Encadrement législatif et liens entre documents d’urbanisme
un document de planification local, encadré
Il a été instauré par la loi Solidarité Renouvellement Urbain (SRU) du 13 décembre 2000, modifiée par la loi Urbanisme et Habitat du 2 juillet 2003. 
 
La loi portant engagement national pour l’environnement (Grenelle II) de juillet 2010 est venue donner une nouvelle impulsion au SCoT, notamment au travers de : 
• l’instauration de règles visant à réduire les émissions de gaz à effet de serre 
• la préservation des ressources naturelles et de la biodiversité 
la lutte contre l’étalement urbain en fixant des objectifs chiffrés 
 
Enfin, la récente loi ALUR (adoptée en février 2014) renforce le rôle de SCOT « intégrateur ». Le SCOT doit également présenter une analyse du potentiel de densification et un diagnostic agricole. 
 
 
Le SCoT fixe un cadre intercommunal avec une visée de 20 ans, dans lequel les projets et politiques locales doivent s'inscrire.
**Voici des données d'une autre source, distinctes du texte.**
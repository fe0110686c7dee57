//! Synthetic landmark sets for canonical poses, hand shapes and faces.
//!
//! Drives the keyboard simulation source when no detector is attached, and
//! gives tests readable fixtures.  Geometry is a front-facing person roughly
//! centred in frame: the person's left side appears at larger `x`.

use crate::landmark::{
    face, hand as hand_idx, Landmark, PoseLandmark, FACE_POINTS, HAND_POINTS, POSE_POINTS,
};

// ════════════════════════════════════════════════════════════════════════════
// Poses
// ════════════════════════════════════════════════════════════════════════════

/// Standing, arms hanging at the sides.
pub fn neutral_pose() -> Vec<Landmark> {
    use PoseLandmark::*;
    let mut lm = vec![Landmark::new(0.5, 0.5); POSE_POINTS];
    let mut set = |p: PoseLandmark, x: f32, y: f32| lm[p.index()] = Landmark::new(x, y);

    set(Nose,           0.50, 0.20);
    set(LeftEyeInner,   0.51, 0.18);
    set(LeftEye,        0.53, 0.18);
    set(LeftEyeOuter,   0.54, 0.18);
    set(RightEyeInner,  0.49, 0.18);
    set(RightEye,       0.47, 0.18);
    set(RightEyeOuter,  0.46, 0.18);
    set(LeftEar,        0.56, 0.19);
    set(RightEar,       0.44, 0.19);
    set(MouthLeft,      0.52, 0.24);
    set(MouthRight,     0.48, 0.24);
    set(LeftShoulder,   0.60, 0.35);
    set(RightShoulder,  0.40, 0.35);
    set(LeftElbow,      0.64, 0.50);
    set(RightElbow,     0.36, 0.50);
    set(LeftWrist,      0.66, 0.65);
    set(RightWrist,     0.34, 0.65);
    set(LeftHip,        0.56, 0.65);
    set(RightHip,       0.44, 0.65);
    set(LeftKnee,       0.56, 0.80);
    set(RightKnee,      0.44, 0.80);
    set(LeftAnkle,      0.56, 0.95);
    set(RightAnkle,     0.44, 0.95);
    set(LeftHeel,       0.55, 0.97);
    set(RightHeel,      0.45, 0.97);
    set(LeftFootIndex,  0.58, 0.98);
    set(RightFootIndex, 0.42, 0.98);

    attach_hands(&mut lm);
    lm
}

/// Arms straight out at shoulder height.
pub fn tpose() -> Vec<Landmark> {
    use PoseLandmark::*;
    let mut lm = neutral_pose();
    lm[LeftElbow.index()]  = Landmark::new(0.78, 0.35);
    lm[RightElbow.index()] = Landmark::new(0.22, 0.35);
    lm[LeftWrist.index()]  = Landmark::new(0.95, 0.35);
    lm[RightWrist.index()] = Landmark::new(0.05, 0.35);
    attach_hands(&mut lm);
    lm
}

/// Each wrist resting in front of the opposite shoulder.
pub fn arms_crossed_pose() -> Vec<Landmark> {
    use PoseLandmark::*;
    let mut lm = neutral_pose();
    lm[LeftElbow.index()]  = Landmark::new(0.60, 0.52);
    lm[RightElbow.index()] = Landmark::new(0.40, 0.52);
    lm[LeftWrist.index()]  = Landmark::new(0.42, 0.50);
    lm[RightWrist.index()] = Landmark::new(0.58, 0.50);
    attach_hands(&mut lm);
    lm
}

/// Right hand up at the right brow.
pub fn salute_pose() -> Vec<Landmark> {
    use PoseLandmark::*;
    let mut lm = neutral_pose();
    lm[RightElbow.index()] = Landmark::new(0.30, 0.30);
    lm[RightWrist.index()] = Landmark::new(0.44, 0.22);
    attach_hands(&mut lm);
    lm
}

/// Place the pose's pinky/index/thumb points around their wrists.
fn attach_hands(lm: &mut [Landmark]) {
    use PoseLandmark::*;
    for (wrist, pinky, index, thumb, dir) in [
        (LeftWrist,  LeftPinky,  LeftIndex,  LeftThumb,   1.0_f32),
        (RightWrist, RightPinky, RightIndex, RightThumb, -1.0_f32),
    ] {
        let w = lm[wrist.index()];
        lm[pinky.index()] = w.offset(0.02 * dir, 0.02);
        lm[index.index()] = w.offset(0.01 * dir, 0.03);
        lm[thumb.index()] = w.offset(-0.01 * dir, 0.02);
    }
}

// ════════════════════════════════════════════════════════════════════════════
// Hands
// ════════════════════════════════════════════════════════════════════════════

/// Which of the four non-thumb fingers are extended.
#[derive(Clone, Copy, Debug, PartialEq, Eq)]
pub enum HandShape {
    Fist,
    Peace,
    Pointing,
    Open,
}

impl HandShape {
    /// Extension of index, middle, ring, pinky.
    pub fn extended(self) -> [bool; 4] {
        match self {
            HandShape::Fist     => [false, false, false, false],
            HandShape::Peace    => [true,  true,  false, false],
            HandShape::Pointing => [true,  false, false, false],
            HandShape::Open     => [true,  true,  true,  true],
        }
    }

    pub fn name(self) -> &'static str {
        match self {
            HandShape::Fist     => "fist",
            HandShape::Peace    => "peace",
            HandShape::Pointing => "point",
            HandShape::Open     => "open",
        }
    }

    /// Next shape in a fixed cycle, for key toggles.
    pub fn next(self) -> Self {
        match self {
            HandShape::Fist     => HandShape::Peace,
            HandShape::Peace    => HandShape::Pointing,
            HandShape::Pointing => HandShape::Open,
            HandShape::Open     => HandShape::Fist,
        }
    }
}

/// A 21-point upright hand with its wrist at `(wrist_x, wrist_y)`.
pub fn hand(shape: HandShape, wrist_x: f32, wrist_y: f32) -> Vec<Landmark> {
    let wrist = Landmark::new(wrist_x, wrist_y);
    let mut lm = vec![wrist; HAND_POINTS];

    // thumb: 1..=4, splayed to the side
    for (k, i) in (1..=4).enumerate() {
        let k = k as f32 + 1.0;
        lm[i] = wrist.offset(-0.02 * k, -0.015 * k);
    }

    // fingers: mcp, pip, dip, tip  (5..=8, 9..=12, 13..=16, 17..=20)
    for (f, &extended) in shape.extended().iter().enumerate() {
        let (tip, pip) = hand_idx::FINGERS[f];
        let mcp = pip - 1;
        let dip = tip - 1;
        let fx  = wrist_x - 0.03 + f as f32 * 0.02;

        lm[mcp] = Landmark::new(fx, wrist_y - 0.08);
        lm[pip] = Landmark::new(fx, wrist_y - 0.11);
        if extended {
            lm[dip] = Landmark::new(fx, wrist_y - 0.14);
            lm[tip] = Landmark::new(fx, wrist_y - 0.17);
        } else {
            lm[dip] = Landmark::new(fx, wrist_y - 0.10);
            lm[tip] = Landmark::new(fx, wrist_y - 0.09);
        }
    }
    lm
}

// ════════════════════════════════════════════════════════════════════════════
// Face
// ════════════════════════════════════════════════════════════════════════════

/// A 468-point face mesh laid out on a grid around the upper centre of the
/// frame, shifted horizontally by `dx`.
pub fn face_mesh(eyes_wide: bool, dx: f32) -> Vec<Landmark> {
    let mut lm: Vec<Landmark> = (0..FACE_POINTS)
        .map(|i| Landmark::new(
            0.40 + (i % 26) as f32 * 0.008 + dx,
            0.10 + (i / 26) as f32 * 0.012,
        ))
        .collect();

    let gap = if eyes_wide { 0.03 } else { 0.01 };
    lm[face::RIGHT_UPPER_LID] = Landmark::new(0.46 + dx, 0.18);
    lm[face::RIGHT_LOWER_LID] = Landmark::new(0.46 + dx, 0.18 + gap);
    lm
}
Le projet de territoire du SCoT ne peut donc être aussi précis dans sa localisation et dans ses objectifs qu'une opération et suppose une traduction, une déclinaison de ses orientations dans les documents dits "inférieurs".  
 
Il s’inscrit ainsi dans une hiérarchie avec d’autres documents d’urbanismes supra-communaux, locaux et de planification sectorielle. Il devra être compatible avec eux ou devra les prendre en compte.